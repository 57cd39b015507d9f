use serde::{Deserialize, Serialize};

/// Group used for detail lines that appear before any header in their file.
pub const FALLBACK_COMPANY: &str = "Unknown_Company";

/// Column labels of every company sheet, in output order.
pub const EMPLOYEE_HEADERS: [&str; 8] = [
    "SSN",
    "Full_name",
    "Address",
    "City",
    "State",
    "Zip_code",
    "Date_hired",
    "Original_file",
];

/// One employee taken from a `B` line. Fields are kept as the raw trimmed
/// text found at their offsets; nothing is parsed or validated.
#[derive(Debug, Clone, Default, PartialEq, Eq, Serialize, Deserialize)]
pub struct EmployeeRecord {
    pub ssn: String,
    pub full_name: String,
    pub address: String,
    pub city: String,
    pub state: String,
    pub zip_code: String,
    pub date_hired: String,
    /// Base name of the payroll file the line came from.
    pub original_file: String,
}

impl EmployeeRecord {
    /// Returns the cells of the record in [`EMPLOYEE_HEADERS`] order.
    pub fn to_row(&self) -> Vec<String> {
        vec![
            self.ssn.clone(),
            self.full_name.clone(),
            self.address.clone(),
            self.city.clone(),
            self.state.clone(),
            self.zip_code.clone(),
            self.date_hired.clone(),
            self.original_file.clone(),
        ]
    }
}

/// Tallies collected over a run. Written as JSON when a report path is given.
#[derive(Debug, Clone, Default, PartialEq, Eq, Serialize, Deserialize)]
pub struct RunReport {
    pub files_discovered: usize,
    pub files_processed: usize,
    pub files_skipped: usize,
    pub lines_read: usize,
    pub header_lines: usize,
    pub detail_lines: usize,
    pub ignored_lines: usize,
    pub malformed_lines: usize,
    pub orphan_records: usize,
    pub sheets_written: usize,
    pub empty_groups: usize,
    pub output: String,
}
····················
Would you copy all lines in the records where the string "EmployeeRecord" appears?

**ANSWER**:
pub struct EmployeeRecord {
impl EmployeeRecord {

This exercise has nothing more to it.